Several clocks of this model are recorded in the eighteenth century. The first, with a movement signed by Julien Le Roy, was purchased by the celebrated collector and arbiter of taste Ange-Laurent Lalive de Jully (1725-1779) around 1764. It is described in the sale of his collection on 5 March 1770, standing on the cartonnier of the bureau plat now at Chantilly:'il y a dessus une pendule en forme de vase, dont le mouvement est de Julien Le Roi'. That clock was subsequently sold at Christie's London, 7 December 1995, lot 79 (£54,300).
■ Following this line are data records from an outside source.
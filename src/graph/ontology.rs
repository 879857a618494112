//! Opt-in ontology enrichment on top of a built graph.
//!
//! Three tiers, run in order so that topic lookup (tier 4) also sees the
//! hadith added by tier 2:
//!
//! - tier 2: verse -> related hadith
//! - tier 3: verse -> Quranic concepts, plus concept <-> concept co-occurrence
//! - tier 4: hadith -> hadith topics
//!
//! Tier 1 (hadith saved on notes) is part of the base graph, see
//! [`assemble`](super::builder::assemble).
//!
//! Every tier is additive: an id already in the graph is never duplicated,
//! so enriching twice changes nothing.

use std::collections::{HashMap, HashSet};

use chrono::{DateTime, Utc};
use log::debug;
use serde_json::json;

use super::builder::{GraphAssembly, link};
use super::ports::{ConceptRef, OntologyTables};
use super::types::{
	EdgeType, GraphNode, KnowledgeGraph, Metadata, NodeType, concept_node_id, hadith_node_id,
	topic_node_id,
};

const HADITH_VERSE_WEIGHT: f64 = 0.8;
const CONCEPT_VERSE_WEIGHT: f64 = 0.7;
const CONCEPT_RELATED_WEIGHT: f64 = 0.5;
const HADITH_TOPIC_WEIGHT: f64 = 0.6;

/// Adds ontology tiers on top of a base graph. Running it twice adds nothing.
pub struct OntologyEnricher {
	tables: OntologyTables,
}

impl OntologyEnricher {
	/// Enricher over pre-fetched lookup tables.
	pub fn new(tables: OntologyTables) -> Self {
		Self { tables }
	}

	/// Runs every tier whose table was supplied.
	pub fn enrich(&self, graph: KnowledgeGraph) -> KnowledgeGraph {
		let mut graph = graph;
		match &self.tables.verse_hadiths {
			Some(table) => graph = enrich_hadiths(graph, table),
			None => debug!("ontology: no verse->hadith table, skipping hadith tier"),
		}
		match &self.tables.verse_concepts {
			Some(table) => graph = enrich_concepts(graph, table),
			None => debug!("ontology: no verse->concept table, skipping concept tier"),
		}
		match &self.tables.hadith_topics {
			Some(table) => graph = enrich_topics(graph, table),
			None => debug!("ontology: no hadith->topic table, skipping topic tier"),
		}
		graph
	}
}

fn ontology_node(id: String, node_type: NodeType, label: &str, created_at: DateTime<Utc>) -> GraphNode {
	GraphNode {
		id,
		node_type,
		label: label.to_owned(),
		verse_key: None,
		surah_id: None,
		metadata: Metadata::from([("ontology".to_owned(), json!(true))]),
		created_at,
	}
}

/// `(verse key, node id, created_at)` for every verse node in the graph.
fn verses(graph: &GraphAssembly) -> Vec<(String, String, DateTime<Utc>)> {
	graph
		.nodes()
		.iter()
		.filter(|n| n.node_type == NodeType::Verse)
		.filter_map(|n| Some((n.verse_key.clone()?, n.id.clone(), n.created_at)))
		.collect()
}

/// Tier 2: hadith related to the graph's verses.
pub fn enrich_hadiths(graph: KnowledgeGraph, verse_hadiths: &HashMap<String, Vec<String>>) -> KnowledgeGraph {
	let mut graph = GraphAssembly::from_graph(graph);
	let mut added = 0;
	for (key, verse_id, created_at) in verses(&graph) {
		for hadith_id in verse_hadiths.get(&key).into_iter().flatten() {
			let node_id = hadith_node_id(hadith_id);
			if graph.ensure_node(node_id.clone(), |id| {
				ontology_node(id, NodeType::Hadith, hadith_id, created_at)
			}) {
				added += 1;
			}
			graph.push_edge_once(link(
				format!("edge:hadith-verse:{hadith_id}:{key}"),
				&node_id,
				&verse_id,
				EdgeType::HadithVerse,
				HADITH_VERSE_WEIGHT,
				created_at,
			));
		}
	}
	debug!("ontology: hadith tier added {added} nodes");
	graph.finish()
}

/// Tier 3: concepts attached to the graph's verses, and links between
/// concepts that share at least one of those verses.
pub fn enrich_concepts(graph: KnowledgeGraph, verse_concepts: &HashMap<String, Vec<ConceptRef>>) -> KnowledgeGraph {
	let mut graph = GraphAssembly::from_graph(graph);
	// concept id -> verse keys it was seen on, in first-seen order
	let mut concepts: Vec<(&ConceptRef, HashSet<&str>)> = Vec::new();

	let verse_list = verses(&graph);
	for (key, verse_id, created_at) in &verse_list {
		for concept in verse_concepts.get(key).into_iter().flatten() {
			let node_id = concept_node_id(&concept.id);
			graph.ensure_node(node_id.clone(), |id| {
				let mut node = ontology_node(id, NodeType::Concept, &concept.id, *created_at);
				if let Some(definition) = &concept.definition {
					node.metadata.insert("definition".to_owned(), json!(definition));
				}
				node
			});
			graph.push_edge_once(link(
				format!("edge:concept-verse:{}:{key}", concept.id),
				&node_id,
				verse_id,
				EdgeType::ConceptVerse,
				CONCEPT_VERSE_WEIGHT,
				*created_at,
			));

			match concepts.iter_mut().find(|(c, _)| c.id == concept.id) {
				Some((_, seen_on)) => {
					seen_on.insert(key.as_str());
				}
				None => concepts.push((concept, HashSet::from([key.as_str()]))),
			}
		}
	}

	let mut related = 0;
	for (i, (a, a_verses)) in concepts.iter().enumerate() {
		for (b, b_verses) in &concepts[i + 1..] {
			if a_verses.is_disjoint(b_verses) {
				continue;
			}
			let (a_id, b_id) = (concept_node_id(&a.id), concept_node_id(&b.id));
			let created_at = match (graph.node(&a_id), graph.node(&b_id)) {
				(Some(x), Some(y)) => x.created_at.max(y.created_at),
				_ => continue,
			};
			if graph.push_edge_once(link(
				format!("edge:concept-related:{}:{}", a.id, b.id),
				&a_id,
				&b_id,
				EdgeType::ConceptRelated,
				CONCEPT_RELATED_WEIGHT,
				created_at,
			)) {
				related += 1;
			}
		}
	}
	debug!(
		"ontology: concept tier saw {} concepts, {related} co-occurrence links",
		concepts.len()
	);
	graph.finish()
}

/// Tier 4: topics of every hadith in the graph, whichever tier added it.
pub fn enrich_topics(graph: KnowledgeGraph, hadith_topics: &HashMap<String, Vec<String>>) -> KnowledgeGraph {
	let mut graph = GraphAssembly::from_graph(graph);
	let hadiths: Vec<(String, String, DateTime<Utc>)> = graph
		.nodes()
		.iter()
		.filter(|n| n.node_type == NodeType::Hadith)
		.filter_map(|n| {
			let hadith_id = n.id.strip_prefix("hadith:")?;
			Some((hadith_id.to_owned(), n.id.clone(), n.created_at))
		})
		.collect();

	let mut added = 0;
	for (hadith_id, hadith_node, created_at) in hadiths {
		for topic in hadith_topics.get(&hadith_id).into_iter().flatten() {
			let node_id = topic_node_id(topic);
			if graph.ensure_node(node_id.clone(), |id| {
				ontology_node(id, NodeType::HadithTopic, topic, created_at)
			}) {
				added += 1;
			}
			graph.push_edge_once(link(
				format!("edge:hadith-topic:{hadith_id}:{topic}"),
				&hadith_node,
				&node_id,
				EdgeType::HadithTopicLink,
				HADITH_TOPIC_WEIGHT,
				created_at,
			));
		}
	}
	debug!("ontology: topic tier added {added} nodes");
	graph.finish()
}

#[cfg(test)]
mod tests {
	use super::*;
	use crate::graph::builder::assemble;
	use crate::graph::fixtures::{bookmark, hadith_resource, note};

	fn table<V: Clone>(entries: &[(&str, V)]) -> HashMap<String, V> {
		entries.iter().map(|(k, v)| (k.to_string(), v.clone())).collect()
	}

	fn strings(items: &[&str]) -> Vec<String> {
		items.iter().map(|s| s.to_string()).collect()
	}

	fn base() -> KnowledgeGraph {
		assemble(
			&[bookmark("b1", "2:255", 2), bookmark("b2", "2:256", 2)],
			&[],
		)
	}

	#[test]
	fn missing_tables_skip_every_tier() {
		let graph = base();
		let enriched = OntologyEnricher::new(OntologyTables::default()).enrich(graph.clone());
		assert_eq!(enriched, graph);
	}

	#[test]
	fn empty_table_runs_tier_and_adds_nothing() {
		let graph = base();
		let tables = OntologyTables::default().with_verse_hadiths(HashMap::new());
		assert_eq!(OntologyEnricher::new(tables).enrich(graph.clone()), graph);
	}

	#[test]
	fn hadith_tier_links_verses() {
		let tables = OntologyTables::default().with_verse_hadiths(table(&[
			("2:255", strings(&["SB-HD0001", "SB-HD0002"])),
			("2:256", strings(&["SB-HD0001"])),
			("9:9", strings(&["SB-HD0099"])),
		]));
		let graph = OntologyEnricher::new(tables).enrich(base());

		assert_eq!(graph.nodes_of_type(NodeType::Hadith).count(), 2);
		assert_eq!(graph.edges_of_type(EdgeType::HadithVerse).count(), 3);
		let hadith = graph.node("hadith:SB-HD0001").unwrap();
		assert_eq!(hadith.metadata.get("ontology"), Some(&json!(true)));
		let edge = graph
			.edges
			.iter()
			.find(|e| e.id == "edge:hadith-verse:SB-HD0002:2:255")
			.unwrap();
		assert_eq!(edge.source_node_id, "hadith:SB-HD0002");
		assert_eq!(edge.target_node_id, "verse:2:255");
		assert_eq!(edge.weight, 0.8);
	}

	#[test]
	fn existing_hadith_nodes_are_reused() {
		let mut n = note("n1", &["2:255"], &[]);
		n.linked_resources = vec![hadith_resource("Bukhari #1", &[("hadithId", "SB-HD0001")])];
		let graph = assemble(&[], &[n]);
		let tables = OntologyTables::default()
			.with_verse_hadiths(table(&[("2:255", strings(&["SB-HD0001"]))]));
		let graph = OntologyEnricher::new(tables).enrich(graph);

		let hadiths: Vec<_> = graph.nodes_of_type(NodeType::Hadith).collect();
		assert_eq!(hadiths.len(), 1);
		// the tier-1 node wins
		assert_eq!(hadiths[0].label, "Bukhari #1");
		assert_eq!(graph.edges_of_type(EdgeType::HadithVerse).count(), 1);
	}

	#[test]
	fn concepts_link_on_shared_verses() {
		let tables = OntologyTables::default().with_verse_concepts(table(&[
			("2:255", vec![ConceptRef::new("allah"), ConceptRef::new("throne")]),
			("2:256", vec![ConceptRef::new("allah"), ConceptRef::new("religion")]),
		]));
		let graph = OntologyEnricher::new(tables).enrich(base());

		assert_eq!(graph.nodes_of_type(NodeType::Concept).count(), 3);
		assert_eq!(graph.edges_of_type(EdgeType::ConceptVerse).count(), 4);
		let related: HashSet<&str> = graph
			.edges_of_type(EdgeType::ConceptRelated)
			.map(|e| e.id.as_str())
			.collect();
		// throne and religion never share a verse
		assert_eq!(
			related,
			HashSet::from([
				"edge:concept-related:allah:throne",
				"edge:concept-related:allah:religion",
			])
		);
	}

	#[test]
	fn topics_cover_both_hadith_tiers() {
		let mut n = note("n1", &["2:255"], &[]);
		n.linked_resources = vec![hadith_resource("Muslim #8", &[("hadithId", "SM-HD0008")])];
		let graph = assemble(&[], &[n]);
		let tables = OntologyTables::default()
			.with_verse_hadiths(table(&[("2:255", strings(&["SB-HD0001"]))]))
			.with_hadith_topics(table(&[
				("SM-HD0008", strings(&["faith"])),
				("SB-HD0001", strings(&["faith", "prayer"])),
			]));
		let graph = OntologyEnricher::new(tables).enrich(graph);

		assert_eq!(graph.nodes_of_type(NodeType::HadithTopic).count(), 2);
		assert_eq!(graph.edges_of_type(EdgeType::HadithTopicLink).count(), 3);
		assert!(graph.node("hadith-topic:faith").is_some());
	}

	#[test]
	fn enrichment_is_idempotent() {
		let tables = OntologyTables::default()
			.with_verse_hadiths(table(&[("2:255", strings(&["SB-HD0001"]))]))
			.with_verse_concepts(table(&[(
				"2:255",
				vec![ConceptRef::new("allah"), ConceptRef::new("throne")],
			)]))
			.with_hadith_topics(table(&[("SB-HD0001", strings(&["faith"]))]));
		let enricher = OntologyEnricher::new(tables);
		let once = enricher.enrich(base());
		let twice = enricher.enrich(once.clone());
		assert_eq!(once, twice);
	}
}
In 1777 another clock of this model is recorded in the inventory of the hôtel particulier duc de La Villiere's in the Place de la Concorde. The third example is recorded in 1787 at the Palais de l'Elysée, at that date occupied by Nicolas Beaujon, banquier de la Cour and now the résidence of the French President. The clockmaker Robin supplied the movement for a clock acquired by the Garde-Meuble de la Couronne which is recorded in 1788 in the bedroom of Madame Thierry de Ville d'Avray, wife of the Intendant du Garde-Meuble (illustrated in J. D. Augarde, Les Ouvriers du Temps, Geneva, 1996, p. 255, fig. 200).